Lysozyme was treated with humid supercritical carbon dioxide and nitrogen (300 bar, 80°C and room temperature, 6 and 2h). No alterations could be demonstrated by amino acid analysis and assays of TNBS-reactive lysine. Independent of the gas used, digestion experiments and SDS-PAGE indicated an unfolding, a partial oligomerization and some fragmentation of the protein molecules in samples treated at 80°C. Such alterations are caused by heating proteins in the presence of water as shown elsewhere. Furthermore, l-glutamic acid, l-glutamine, l-methionine, l-leucine, l-alanine, β-alanine and l-lysine were treated with humid supercritical carbon dioxide (300 bar, 80°C, 6h). Automated amino acid analysis demonstrated a loss of 15–23% only with glutamine and a loss of 10% with glutamine exposed to nitrogen under the same reaction conditions, while glutamine treated at room temperature remained unaltered.

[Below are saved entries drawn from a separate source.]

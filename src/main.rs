mod app;
mod components;
mod config;
mod error;
mod event;
mod fs;
mod handler;
mod identity;
mod protocol;
mod terminal;
mod theme;
mod transport;
mod tui;
mod ui;

use std::fs::{File, OpenOptions};
use std::io;
use std::path::{Path, PathBuf};
use std::sync::Mutex;
use std::time::{Duration, Instant};

use clap::Parser;
use tokio::sync::mpsc;
use tracing::{info, warn};
use tracing_subscriber::EnvFilter;

use crate::app::App;
use crate::config::{AppConfig, LogConfig, ServerConfig, SyncConfig};
use crate::error::AppError;
use crate::event::{Event, EventHandler};
use crate::fs::mirror::FileMirror;
use crate::fs::watcher::FsWatcher;
use crate::identity::{FileStore, IdentityProvider};
use crate::terminal::emulator::TerminalEmulator;
use crate::terminal::session::TerminalSession;
use crate::transport::ChannelTransport;
use crate::tui::{install_panic_hook, Tui};

/// Terminal client for the Xoblas coding playground.
#[derive(Parser, Debug)]
#[command(name = "xoblas", version, about)]
struct Cli {
    /// Backend base URL (ws, wss, http or https)
    #[arg(long)]
    server: Option<String>,

    /// Explicit config file
    #[arg(long)]
    config: Option<PathBuf>,

    /// Mirror the container's main file to this path
    #[arg(long)]
    mirror: Option<PathBuf>,

    /// Do not send local edits of the mirror back
    #[arg(long)]
    no_watch: bool,

    /// Log file (defaults to the cache directory)
    #[arg(long)]
    log_file: Option<PathBuf>,

    /// Forget the stored user id and start with a fresh container
    #[arg(long)]
    reset_identity: bool,
}

impl Cli {
    /// Config values set on the command line.
    fn overrides(&self) -> AppConfig {
        AppConfig {
            server: ServerConfig {
                url: self.server.clone(),
            },
            sync: SyncConfig {
                mirror_path: self
                    .mirror
                    .as_ref()
                    .map(|p| p.to_string_lossy().into_owned()),
                watch: self.no_watch.then_some(false),
                debounce_ms: None,
            },
            log: LogConfig {
                level: None,
                file: self
                    .log_file
                    .as_ref()
                    .map(|p| p.to_string_lossy().into_owned()),
            },
            ..Default::default()
        }
    }
}

#[tokio::main]
async fn main() -> error::Result<()> {
    let cli = Cli::parse();
    let config = AppConfig::load(cli.config.as_deref(), Some(&cli.overrides()));
    init_logging(&config);

    let store_path = FileStore::default_path()
        .ok_or_else(|| AppError::Config("no data directory for the user id".into()))?;
    let mut identity = IdentityProvider::new(FileStore::new(store_path));
    if cli.reset_identity {
        identity.reset()?;
    }
    let user_id = identity.get_or_create()?;
    let endpoint = transport::terminal_endpoint(config.server_url(), &user_id)?;
    info!(%endpoint, "starting xoblas");

    install_panic_hook();

    let mut tui = Tui::new()?;
    let size = tui.terminal_mut().size()?;
    let mut events = EventHandler::new(Duration::from_millis(16));
    let event_tx = events.sender();

    let (out_tx, out_rx) = mpsc::unbounded_channel();
    let (cols, rows) = ui::terminal_area_size(size.width, size.height);
    let emulator = TerminalEmulator::new(rows as usize, cols as usize)
        .with_scrollback(config.scrollback())
        .with_convert_eol(config.convert_eol());
    let session = TerminalSession::new(
        emulator,
        ChannelTransport::new(out_tx),
        config.session_options(),
    );
    let mirror = config.mirror_path().map(FileMirror::new);
    let mut app = App::new(session, mirror, theme::resolve_theme(&config.theme));
    app.resize(size.width, size.height);

    // Initialize the mirror watcher (unless --no-watch)
    let _watcher = match app.mirror.as_ref() {
        Some(mirror) if config.watch_enabled() => match FsWatcher::new(
            mirror.path(),
            Duration::from_millis(config.debounce_ms()),
            event_tx.clone(),
        ) {
            Ok(watcher) => {
                info!(path = %watcher.target().display(), "watching mirror");
                Some(watcher)
            }
            Err(e) => {
                warn!(error = %e, "file watcher unavailable");
                app.set_status_message(format!("Watcher unavailable: {e}"), true);
                None
            }
        },
        _ => None,
    };

    let socket_tx = event_tx.clone();
    tokio::spawn(async move {
        if let Err(err) = transport::connect(&endpoint, out_rx, socket_tx.clone()).await {
            let _ = socket_tx.send(Event::ConnectFailed(err.to_string()));
        }
    });

    loop {
        tui.terminal_mut().draw(|frame| {
            ui::render(&mut app, frame);
        })?;

        match events.next().await? {
            Event::Key(key) => handler::handle_key_event(&mut app, key),
            Event::Paste(text) => app.paste(Ok(text)),
            Event::Tick => app.tick(Instant::now()),
            Event::Resize(width, height) => app.resize(width, height),
            Event::Connected => app.on_connected(),
            Event::ConnectFailed(err) => app.on_connect_failed(&err),
            Event::Socket(text) => app.handle_socket(&text),
            Event::Disconnected => app.on_disconnected(),
            Event::Clipboard(result) => app.paste(result),
            Event::FsChange(paths) => app.handle_fs_change(paths),
        }

        if app.session.take_paste_request() {
            spawn_clipboard_read(event_tx.clone());
        }

        if app.should_quit {
            break;
        }
    }

    tui.restore()?;
    info!("xoblas exited");
    Ok(())
}

/// Read the system clipboard off the event loop.
fn spawn_clipboard_read(tx: mpsc::UnboundedSender<Event>) {
    tokio::task::spawn_blocking(move || {
        let result = arboard::Clipboard::new()
            .and_then(|mut clipboard| clipboard.get_text())
            .map_err(|e| e.to_string());
        let _ = tx.send(Event::Clipboard(result));
    });
}

/// Log to a file since stdout belongs to the TUI; discard logs when the
/// file cannot be opened.
fn init_logging(config: &AppConfig) {
    let filter =
        EnvFilter::try_from_default_env().unwrap_or_else(|_| EnvFilter::new(config.log_level()));
    match config.log_file().map(|path| open_log_file(&path)) {
        Some(Ok(file)) => {
            let _ = tracing_subscriber::fmt()
                .with_env_filter(filter)
                .with_ansi(false)
                .with_writer(Mutex::new(file))
                .try_init();
        }
        _ => {
            let _ = tracing_subscriber::fmt()
                .with_env_filter(filter)
                .with_writer(io::sink)
                .try_init();
        }
    }
}

fn open_log_file(path: &Path) -> io::Result<File> {
    if let Some(parent) = path.parent() {
        std::fs::create_dir_all(parent)?;
    }
    OpenOptions::new().create(true).append(true).open(path)
}

#[cfg(test)]
mod tests {
    use super::*;

    #[test]
    fn cli_flags_become_overrides() {
        let cli = Cli::parse_from([
            "xoblas",
            "--server",
            "https://play.example.com",
            "--mirror",
            "/tmp/main.py",
            "--no-watch",
        ]);
        let cfg = AppConfig::default().merge(&cli.overrides());
        assert_eq!(cfg.server_url(), "https://play.example.com");
        assert_eq!(cfg.mirror_path(), Some(PathBuf::from("/tmp/main.py")));
        assert!(!cfg.watch_enabled());
        assert!(!cli.reset_identity);
    }

    #[test]
    fn absent_flags_leave_config_alone() {
        let cli = Cli::parse_from(["xoblas"]);
        let base = AppConfig {
            sync: SyncConfig {
                watch: Some(true),
                ..Default::default()
            },
            ..Default::default()
        };
        let cfg = base.merge(&cli.overrides());
        assert!(cfg.watch_enabled());
        assert_eq!(cfg.server_url(), config::DEFAULT_SERVER_URL);
    }

    #[test]
    fn log_file_parent_is_created() {
        let dir = tempfile::tempdir().unwrap();
        let path = dir.path().join("logs").join("xoblas.log");
        open_log_file(&path).unwrap();
        assert!(path.exists());
    }
}
//! Terminal panel widget for rendering the remote shell's emulator grid.

use ratatui::buffer::Buffer;
use ratatui::layout::Rect;
use ratatui::style::{Color, Modifier, Style};
use ratatui::widgets::{Block, Widget};

use crate::terminal::emulator::TerminalEmulator;
use crate::theme::ThemeColors;

/// Widget that renders the terminal emulator output.
pub struct TerminalWidget<'a> {
    emulator: &'a TerminalEmulator,
    theme: &'a ThemeColors,
    block: Option<Block<'a>>,
    /// Lines scrolled back into history; 0 shows the live screen.
    scroll_offset: usize,
    show_cursor: bool,
}

impl<'a> TerminalWidget<'a> {
    pub fn new(emulator: &'a TerminalEmulator, theme: &'a ThemeColors, show_cursor: bool) -> Self {
        Self {
            emulator,
            theme,
            block: None,
            scroll_offset: 0,
            show_cursor,
        }
    }

    pub fn block(mut self, block: Block<'a>) -> Self {
        self.block = Some(block);
        self
    }

    pub fn scroll_offset(mut self, offset: usize) -> Self {
        self.scroll_offset = offset;
        self
    }

    fn themed(&self, style: Style) -> Style {
        let mut style = style;
        if matches!(style.fg, None | Some(Color::Reset)) {
            style.fg = Some(self.theme.terminal_fg);
        }
        if matches!(style.bg, None | Some(Color::Reset)) {
            style.bg = Some(self.theme.terminal_bg);
        }
        style
    }
}

impl<'a> Widget for TerminalWidget<'a> {
    fn render(self, area: Rect, buf: &mut Buffer) {
        // Render block border if present
        let inner = if let Some(ref block) = self.block {
            let inner = block.inner(area);
            block.clone().render(area, buf);
            inner
        } else {
            area
        };

        if inner.width == 0 || inner.height == 0 {
            return;
        }

        // Full-screen programs have no history of their own.
        let offset = if self.emulator.in_alternate_screen() {
            0
        } else {
            self.scroll_offset.min(self.emulator.scrollback_len())
        };
        let lines = self.emulator.render_lines(offset);

        for (row_idx, line) in lines.iter().enumerate() {
            if row_idx >= inner.height as usize {
                break;
            }
            let y = inner.y + row_idx as u16;

            for (col_idx, span) in line.spans.iter().enumerate() {
                if col_idx >= inner.width as usize {
                    break;
                }
                let x = inner.x + col_idx as u16;
                buf.set_string(x, y, &span.content, self.themed(span.style));
            }
        }

        if offset > 0 {
            let marker = format!("[+{offset}]");
            let x = inner.x + inner.width.saturating_sub(marker.len() as u16);
            let style = Style::default()
                .fg(self.theme.dim_fg)
                .add_modifier(Modifier::DIM);
            buf.set_string(x, inner.y, marker, style);
        }

        if self.show_cursor && self.emulator.cursor_visible() {
            let (cursor_row, cursor_col) = self.emulator.cursor_position();
            let cursor_y = inner.y as usize + cursor_row + offset;
            let cursor_x = inner.x as usize + cursor_col;
            if cursor_x < (inner.x + inner.width) as usize
                && cursor_y < (inner.y + inner.height) as usize
            {
                // Invert the cell at cursor position
                if let Some(cell) = buf.cell_mut((cursor_x as u16, cursor_y as u16)) {
                    cell.set_style(
                        Style::default()
                            .fg(self.theme.cursor_fg)
                            .bg(self.theme.cursor_bg)
                            .add_modifier(Modifier::BOLD),
                    );
                }
            }
        }
    }
}
//! Decode a JSON document and validate it in one go.
//!
//! [`Parser`] is the key type in this module.
//! [`parse`], [`from_slice`] and [`from_str`] are shortcuts for a [`Parser`] with the
//! default configuration.
use std::io::Read;

use serde::de::DeserializeOwned;

use crate::validate::{Validate, validate};

pub use config::{DocumentSizeLimit, ParserConfig};
pub use errors::{DocumentTooLarge, JsonDeserializationError, ParseError, ReadDocumentError};

mod config;
pub mod errors;

#[derive(Debug, Clone, Default)]
/// Decode JSON documents and check that all required fields have been populated.
///
/// # Example
///
/// ```rust
/// use required::{DocumentSizeLimit, ParseError, Parser, ParserConfig, Required, Validate};
///
/// #[derive(serde::Deserialize, Validate, Debug)]
/// pub struct Person {
///     #[serde(default)]
///     name: Required<String>,
///     #[serde(default)]
///     age: Required<u8>,
/// }
///
/// let parser = Parser::new(ParserConfig::default().max_document_size(DocumentSizeLimit::Disabled));
///
/// let person: Person = parser.parse(r#"{"name":"Saoirse","age":25}"#.as_bytes()).unwrap();
/// assert_eq!(person.age.get(), Some(&25));
///
/// let err = parser.parse::<Person, _>(r#"{"name":"Saoirse"}"#.as_bytes()).unwrap_err();
/// assert!(matches!(err, ParseError::Validation(_)));
/// ```
pub struct Parser {
    config: ParserConfig,
}

impl Parser {
    /// Create a parser with the given configuration.
    pub fn new(config: ParserConfig) -> Self {
        Self { config }
    }

    fn unbounded() -> Self {
        Self::new(ParserConfig::default().max_document_size(DocumentSizeLimit::Disabled))
    }

    /// The configuration of this parser.
    pub fn config(&self) -> &ParserConfig {
        &self.config
    }

    /// Read a full JSON document from `reader`, decode it into a `T` and validate it.
    ///
    /// The parsing can fail for a number of reasons:
    ///
    /// - reading from `reader` fails
    /// - the document exceeds the configured size limit
    /// - the document isn't valid JSON, or doesn't match the shape of `T`
    /// - one or more required fields weren't populated
    ///
    /// Validation only runs if the document was decoded successfully.
    pub fn parse<T, R>(&self, reader: R) -> Result<T, ParseError>
    where
        T: DeserializeOwned + Validate,
        R: Read,
    {
        let bytes = self.read_document(reader)?;
        self.decode_and_validate(&bytes)
    }

    /// Decode the JSON document in `bytes` into a `T` and validate it.
    ///
    /// Check out [`Parser::parse`] for the possible failure modes.
    pub fn from_slice<T>(&self, bytes: &[u8]) -> Result<T, ParseError>
    where
        T: DeserializeOwned + Validate,
    {
        self.check_size(bytes.len())?;
        self.decode_and_validate(bytes)
    }

    fn read_document<R: Read>(&self, reader: R) -> Result<Vec<u8>, ParseError> {
        let mut buffer = Vec::new();
        let outcome = match self.config.max_document_size {
            // We read one byte past the limit to tell apart documents that are exactly
            // as large as the limit from those that exceed it.
            DocumentSizeLimit::Enabled { max_size } => reader
                .take(max_size.as_u64().saturating_add(1))
                .read_to_end(&mut buffer),
            DocumentSizeLimit::Disabled => {
                let mut reader = reader;
                reader.read_to_end(&mut buffer)
            }
        };
        outcome.map_err(|source| ReadDocumentError { source })?;
        self.check_size(buffer.len())?;
        Ok(buffer)
    }

    fn check_size(&self, n_bytes: usize) -> Result<(), DocumentTooLarge> {
        let DocumentSizeLimit::Enabled { max_size } = self.config.max_document_size else {
            return Ok(());
        };
        if n_bytes as u64 > max_size.as_u64() {
            tracing::debug!(
                document.size = n_bytes,
                document.max_size = max_size.as_u64(),
                "The input document exceeds the size limit"
            );
            return Err(DocumentTooLarge { max_size });
        }
        Ok(())
    }

    fn decode_and_validate<T>(&self, bytes: &[u8]) -> Result<T, ParseError>
    where
        T: DeserializeOwned + Validate,
    {
        tracing::trace!(document.size = bytes.len(), "Decoding the input document");
        let value: T = decode(bytes).inspect_err(|e| {
            tracing::debug!(
                error.path = e.path(),
                error.message = %e.inner(),
                "Failed to decode the input document"
            );
        })?;
        validate(&value).inspect_err(|e| {
            tracing::debug!(
                missing_fields = e.len(),
                type_name = value.type_name(),
                "The input document is missing required fields"
            );
        })?;
        Ok(value)
    }
}

fn decode<T: DeserializeOwned>(bytes: &[u8]) -> Result<T, JsonDeserializationError> {
    let mut deserializer = serde_json::Deserializer::from_slice(bytes);
    let value = serde_path_to_error::deserialize(&mut deserializer)
        .map_err(JsonDeserializationError::new)?;
    // Trailing characters, other than whitespace, are rejected.
    deserializer.end()?;
    Ok(value)
}

/// Read a full JSON document from `reader`, decode it into a `T` and validate it.
///
/// There is no limit on the size of the document: use a [`Parser`] with an explicit
/// [`DocumentSizeLimit`] to bound it.
/// Check out [`Parser::parse`] for more details.
///
/// # Example
///
/// ```rust
/// use required::{ParseError, Required, Validate};
///
/// #[derive(serde::Deserialize, Validate, Debug)]
/// pub struct Person {
///     #[serde(default)]
///     name: Required<String>,
///     #[serde(default)]
///     age: Required<u8>,
/// }
///
/// let err = required::parse::<Person, _>(r#"{"name":"Saoirse"}"#.as_bytes()).unwrap_err();
/// assert_eq!(err.to_string(), "field 'age' in 'Person' is required");
/// ```
pub fn parse<T, R>(reader: R) -> Result<T, ParseError>
where
    T: DeserializeOwned + Validate,
    R: Read,
{
    Parser::unbounded().parse(reader)
}

/// Decode the JSON document in `bytes` into a `T` and validate it.
///
/// There is no limit on the size of the document.
pub fn from_slice<T>(bytes: &[u8]) -> Result<T, ParseError>
where
    T: DeserializeOwned + Validate,
{
    Parser::unbounded().from_slice(bytes)
}

/// Decode the JSON document in `s` into a `T` and validate it.
///
/// There is no limit on the size of the document.
pub fn from_str<T>(s: &str) -> Result<T, ParseError>
where
    T: DeserializeOwned + Validate,
{
    Parser::unbounded().from_slice(s.as_bytes())
}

This loss was caused by conversion of glutamine to 2-pyrrolidinone 5-carboxylic acid, identified by ion-exchange and thin-layer chromatography and hydrolysis to glutamic acid. Protein alterations to the extent observed here, as well as the formation of pyrrolidinone carboxylic acid, do not negatively influence food quality under the reaction conditions used in supercritical carbon dioxide extraction of foods.